As is my custom here at AVC, I like to end the year looking back and start the year looking forward.
This post will be the look back and I started by revisiting my look forward into 2021 that I wrote on New Year’s Day 2021.
In my typical optimist fashion, I was dead wrong about how quickly the pandemic would fizzle out. I predicted that vaccines plus immunity from those who had been infected would end the pandemic by mid-year 2021. That was obviously totally wrong and I am sitting here isolating with my own Covid case (seven days in now). I can’t imagine a more appropriate “punishment” for getting that one wrong.
I got the rest mostly right and when I look back at 2021, what I see is a world that is changing before our very eyes; becoming more digital (leading to metaverse fever in tech), less tethered to a job and place to work (and live because of work), warmer, more prone to natural disasters, and tribalizing along different dimensions than what has divided us in the past.
In truth 2021 was a deeply troubling year and no wonder that mental health issues abound among all of us, but particularly our young. Nothing seems right anymore. We must face that and then fix it.
Of course, 2021 was a great year for the financial markets, both stocks and blockchain assets. Even with a big year-end selloff, which I believe was mostly tax-driven (we will see soon if I am right about that), investors who owned tech stocks and blockchain assets saw huge gains in 2021. USV was no different. We had a banner year.
But that also means that it is on us who have benefitted the most to work harder and invest to address some of these troubling issues. We are doing that with our first climate fund, which we have been investing aggressively and we hope to have a second one to invest before the end of 2022. We are seeking to both invest in technologies/companies that can mitigate the climate crisis and that can help us adapt to the changes that are permanent and we must accept that many will be.
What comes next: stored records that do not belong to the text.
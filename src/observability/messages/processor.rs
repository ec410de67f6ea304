// Copyright (c) 2025 Steve Wagner (ciroque@live.com)
// SPDX-License-Identifier: MIT

//! Message types for processor resolution, creation and task runs.
//!
//! This module contains message types for logging events related to:
//! * Backend name to processor type resolution
//! * Processor instantiation and configuration
//! * Task run submission and completion
//! * Processor join and cancellation

use crate::observability::messages::StructuredLog;
use std::fmt::{Display, Formatter};
use tracing::Span;

/// Backend name resolved to a processor type.
///
/// # Log Level
/// `info!` - Important operational event
///
/// # Example
/// ```
/// use pipeline_session::observability::messages::processor::ProcessorTypeResolved;
///
/// let msg = ProcessorTypeResolved {
///     requested: "OGE",
///     resolved: "sge",
/// };
///
/// tracing::info!("{}", msg);
/// ```
pub struct ProcessorTypeResolved<'a> {
    pub requested: &'a str,
    pub resolved: &'a str,
}

impl Display for ProcessorTypeResolved<'_> {
    fn fmt(&self, f: &mut Formatter) -> std::fmt::Result {
        write!(
            f,
            "Resolved processor '{}' to type '{}'",
            self.requested, self.resolved
        )
    }
}

impl StructuredLog for ProcessorTypeResolved<'_> {
    fn log(&self) {
        tracing::info!(
            requested = self.requested,
            resolved = self.resolved,
            "{}", self
        );
    }

    fn span(&self, name: &str) -> Span {
        tracing::info_span!(
            "processor_resolution",
            span_name = name,
            requested = self.requested,
            resolved = self.resolved,
        )
    }
}

/// Backend name could not be resolved.
///
/// # Log Level
/// `error!` - Failure requiring attention
pub struct ProcessorTypeUnresolved<'a> {
    pub requested: &'a str,
}

impl Display for ProcessorTypeUnresolved<'_> {
    fn fmt(&self, f: &mut Formatter) -> std::fmt::Result {
        write!(
            f,
            "Processor '{}' is neither a built-in alias nor a registered plugin",
            self.requested
        )
    }
}

impl StructuredLog for ProcessorTypeUnresolved<'_> {
    fn log(&self) {
        tracing::error!(requested = self.requested, "{}", self);
    }

    fn span(&self, name: &str) -> Span {
        tracing::error_span!(
            "processor_resolution_failed",
            span_name = name,
            requested = self.requested,
        )
    }
}

/// Processor instantiated, configured and registered with the session.
///
/// # Log Level
/// `info!` - Important operational event
pub struct ProcessorCreated<'a> {
    pub processor_id: usize,
    pub processor_type: &'a str,
    pub applied: usize,
    pub ignored: usize,
    pub failed: usize,
    pub bind_on_termination: bool,
}

impl Display for ProcessorCreated<'_> {
    fn fmt(&self, f: &mut Formatter) -> std::fmt::Result {
        write!(
            f,
            "Created processor #{} of type '{}': {} attributes applied, {} ignored, {} failed",
            self.processor_id, self.processor_type, self.applied, self.ignored, self.failed
        )
    }
}

impl StructuredLog for ProcessorCreated<'_> {
    fn log(&self) {
        tracing::info!(
            processor_id = self.processor_id,
            processor_type = self.processor_type,
            applied = self.applied,
            ignored = self.ignored,
            failed = self.failed,
            bind_on_termination = self.bind_on_termination,
            "{}", self
        );
    }

    fn span(&self, name: &str) -> Span {
        tracing::info_span!(
            "processor",
            span_name = name,
            processor_id = self.processor_id,
            processor_type = self.processor_type,
        )
    }
}

/// Task run handed to the concurrency group.
///
/// # Log Level
/// `debug!` - Per-task detail
pub struct TaskSubmitted<'a> {
    pub processor_id: usize,
    pub task_id: u64,
    pub task_name: &'a str,
    pub command: &'a str,
}

impl Display for TaskSubmitted<'_> {
    fn fmt(&self, f: &mut Formatter) -> std::fmt::Result {
        write!(
            f,
            "Processor #{} submitted task {} '{}': {}",
            self.processor_id, self.task_id, self.task_name, self.command
        )
    }
}

impl StructuredLog for TaskSubmitted<'_> {
    fn log(&self) {
        tracing::debug!(
            processor_id = self.processor_id,
            task_id = self.task_id,
            task_name = self.task_name,
            command = self.command,
            "{}", self
        );
    }

    fn span(&self, name: &str) -> Span {
        tracing::debug_span!(
            "task",
            span_name = name,
            processor_id = self.processor_id,
            task_id = self.task_id,
            task_name = self.task_name,
        )
    }
}

/// Task run finished, successfully or not.
///
/// # Log Level
/// `info!` on success, `warn!` otherwise
pub struct TaskFinished<'a> {
    pub processor_id: usize,
    pub task_id: u64,
    pub task_name: &'a str,
    pub outcome: &'a dyn Display,
    pub succeeded: bool,
    pub duration: std::time::Duration,
}

impl Display for TaskFinished<'_> {
    fn fmt(&self, f: &mut Formatter) -> std::fmt::Result {
        write!(
            f,
            "Task {} '{}' on processor #{} finished: {} in {:?}",
            self.task_id, self.task_name, self.processor_id, self.outcome, self.duration
        )
    }
}

impl StructuredLog for TaskFinished<'_> {
    fn log(&self) {
        if self.succeeded {
            tracing::info!(
                processor_id = self.processor_id,
                task_id = self.task_id,
                task_name = self.task_name,
                outcome = %self.outcome,
                duration_ms = self.duration.as_millis() as u64,
                "{}", self
            );
        } else {
            tracing::warn!(
                processor_id = self.processor_id,
                task_id = self.task_id,
                task_name = self.task_name,
                outcome = %self.outcome,
                duration_ms = self.duration.as_millis() as u64,
                "{}", self
            );
        }
    }

    fn span(&self, name: &str) -> Span {
        tracing::info_span!(
            "task_finished",
            span_name = name,
            processor_id = self.processor_id,
            task_id = self.task_id,
        )
    }
}

/// Processor told to cancel its in-flight work.
///
/// # Log Level
/// `warn!` - Degraded behavior
pub struct ProcessorCancelled<'a> {
    pub processor_id: usize,
    pub processor_type: &'a str,
}

impl Display for ProcessorCancelled<'_> {
    fn fmt(&self, f: &mut Formatter) -> std::fmt::Result {
        write!(
            f,
            "Processor #{} ('{}') cancelling in-flight tasks",
            self.processor_id, self.processor_type
        )
    }
}
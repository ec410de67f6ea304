// Copyright (c) 2025 Steve Wagner (ciroque@live.com)
// SPDX-License-Identifier: MIT

use std::fmt;
use std::sync::atomic::{AtomicU8, Ordering};

use serde::Serialize;

use crate::config::consts::SESSION_ABORTED_EXIT_CODE;

/// Lifecycle state of a session. `Terminated` and `Aborted` are terminal.
#[derive(Debug, Clone, Copy, PartialEq, Eq, Serialize)]
#[serde(rename_all = "snake_case")]
pub enum RunState {
    Running,
    Terminated,
    Aborted,
}

impl RunState {
    fn as_u8(self) -> u8 {
        match self {
            RunState::Running => 0,
            RunState::Terminated => 1,
            RunState::Aborted => 2,
        }
    }

    fn from_u8(raw: u8) -> Self {
        match raw {
            0 => RunState::Running,
            1 => RunState::Terminated,
            _ => RunState::Aborted,
        }
    }

    pub fn is_terminal(self) -> bool {
        !matches!(self, RunState::Running)
    }
}

impl fmt::Display for RunState {
    fn fmt(&self, f: &mut fmt::Formatter<'_>) -> fmt::Result {
        match self {
            RunState::Running => write!(f, "running"),
            RunState::Terminated => write!(f, "terminated"),
            RunState::Aborted => write!(f, "aborted"),
        }
    }
}

/// How a session ended, for the caller to turn into a process exit.
#[derive(Debug, Clone, Copy, PartialEq, Eq, Serialize)]
#[serde(rename_all = "snake_case")]
pub enum ExitStatus {
    Terminated,
    Aborted,
}

impl ExitStatus {
    /// Exit code to report, if this status overrides the process default.
    pub fn code(self) -> Option<i32> {
        match self {
            ExitStatus::Terminated => None,
            ExitStatus::Aborted => Some(SESSION_ABORTED_EXIT_CODE),
        }
    }
}

/// `RunState` cell readable from any thread without locking.
#[derive(Debug)]
pub(crate) struct AtomicRunState(AtomicU8);

impl AtomicRunState {
    pub(crate) fn new(state: RunState) -> Self {
        Self(AtomicU8::new(state.as_u8()))
    }

    pub(crate) fn load(&self) -> RunState {
        RunState::from_u8(self.0.load(Ordering::Acquire))
    }

    /// Move from `from` to `to`, or report the state actually found.
    pub(crate) fn transition(&self, from: RunState, to: RunState) -> Result<(), RunState> {
        self.0
            .compare_exchange(from.as_u8(), to.as_u8(), Ordering::AcqRel, Ordering::Acquire)
            .map(|_| ())
            .map_err(RunState::from_u8)
    }
}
I want to return to the pandemic before I wrap this year-end post. Sitting here with a mild case but isolating so I don’t pass it on brings home for me that our society has really struggled to find the right balance between what is right for the individual and what is right for society during this pandemic. We can’t agree on anything. Vaccines, masks, lockdowns, schools, offices, etc. Those who have a high tolerance for risk believe that we have gone way overboard in trying to manage this pandemic when we never could. Those who believe in government, public health, etc, believe that those with a high tolerance for risk are putting all of us at risk. And I think the truth lies somewhere in between. This pandemic is a metaphor for the broader inability of society to find a way to move forward together.
Beyond climate or covid, it is this plague of dissension, doubt, fear, disrust, hate, and worse that is our biggest challenge and one that is very much raging across our world right now. That’s what 2021 brought home for me.